それからしばらく経って。あの夜以来はじめて、樹と顔を合わせた。

 後で。叶に仕組まれたんだろうと二人で気付いたのだけど、古書の買い付けに出掛けると言い置いて彼が店を出たその二十分後に、樹は突然やって来たのだった。
 最初の出逢いを再現したかのように店のドアが開き、お客かと思ったあたしと入って来た樹は、互いを見合ってしばらく固まっていた。

「えーと・・・、叶は出掛けてて・・・」

 とりあえずそれだけを言うと、樹は小さく溜息を漏らして、知ってる、と答えた。

「待たせてもらうわ」

 これもこの間と一緒。
 ホールの円卓席にどっかり腰を下ろした彼に紅茶を出し、さっさと書棚の整理に逃げようと踵を返しかけたところを呼び止められた。 

「叶から聞いたか?」

 なにを?
 首を横に振る。

「何も?」

 今度は縦に。

「・・・ったく。
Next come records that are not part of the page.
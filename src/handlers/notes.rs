//! Note CRUD handlers: list, read, create, replace, patch, delete.

use crate::document::filter_from_query;
use crate::error::AppError;
use crate::extractors::NoteId;
use crate::response::{created, message, ok};
use crate::state::AppState;
use axum::{
    extract::{rejection::JsonRejection, Query, State},
    response::IntoResponse,
    Json,
};
use serde_json::{Map, Value};
use std::collections::HashMap;

fn body_to_map(body: Result<Json<Value>, JsonRejection>) -> Result<Map<String, Value>, AppError> {
    match body {
        Ok(Json(Value::Object(m))) => Ok(m),
        Ok(_) => Err(AppError::BadRequest("body must be a JSON object".into())),
        Err(rejection) => Err(AppError::BadRequest(rejection.body_text())),
    }
}

pub async fn list(
    State(state): State<AppState>,
    Query(params): Query<HashMap<String, String>>,
) -> Result<impl IntoResponse, AppError> {
    let notes = state
        .notes
        .list(filter_from_query(params))
        .await
        .map_err(AppError::store("Failed to fetch notes"))?;
    Ok(ok(notes))
}

pub async fn read(
    State(state): State<AppState>,
    NoteId(id): NoteId,
) -> Result<impl IntoResponse, AppError> {
    let note = state
        .notes
        .get(id)
        .await
        .map_err(AppError::store("Failed to fetch the note"))?
        .ok_or_else(AppError::note_not_found)?;
    Ok(ok(note))
}

pub async fn create(
    State(state): State<AppState>,
    body: Result<Json<Value>, JsonRejection>,
) -> Result<impl IntoResponse, AppError> {
    let body = body_to_map(body)?;
    let note = state
        .notes
        .create(&body)
        .await
        .map_err(AppError::store("Failed to create a note"))?;
    tracing::debug!(id = %note["_id"], "note created");
    Ok(created(note))
}

pub async fn replace(
    State(state): State<AppState>,
    NoteId(id): NoteId,
    body: Result<Json<Value>, JsonRejection>,
) -> Result<impl IntoResponse, AppError> {
    let body = body_to_map(body)?;
    let note = state
        .notes
        .replace(id, &body)
        .await
        .map_err(AppError::store("Failed to update the note"))?
        .ok_or_else(AppError::note_not_found)?;
    Ok(ok(note))
}

pub async fn patch(
    State(state): State<AppState>,
    NoteId(id): NoteId,
    body: Result<Json<Value>, JsonRejection>,
) -> Result<impl IntoResponse, AppError> {
    let body = body_to_map(body)?;
    let note = state
        .notes
        .patch(id, body)
        .await
        .map_err(AppError::store("Failed to update the note"))?
        .ok_or_else(AppError::note_not_found)?;
    Ok(ok(note))
}

pub async fn delete(
    State(state): State<AppState>,
    NoteId(id): NoteId,
) -> Result<impl IntoResponse, AppError> {
    let deleted = state
        .notes
        .delete(id)
        .await
        .map_err(AppError::store("Failed to delete the note"))?;
    if !deleted {
        return Err(AppError::note_not_found());
    }
    tracing::debug!(id = %id, "note deleted");
    Ok(message("Note deleted successfully"))
}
俺に丸投げかよ」

 チッと舌打ちが聴こえた。
 ・・・叶の話し方が丁寧な分、粗野というか粗忽というか。
 前にいた会社の営業社員と比べてもそんなに違わない態度だとは思っても、何か気に障る。というか。
 用がそれだけなら、と行こうとしたあたしの今度は腕を掴まえて。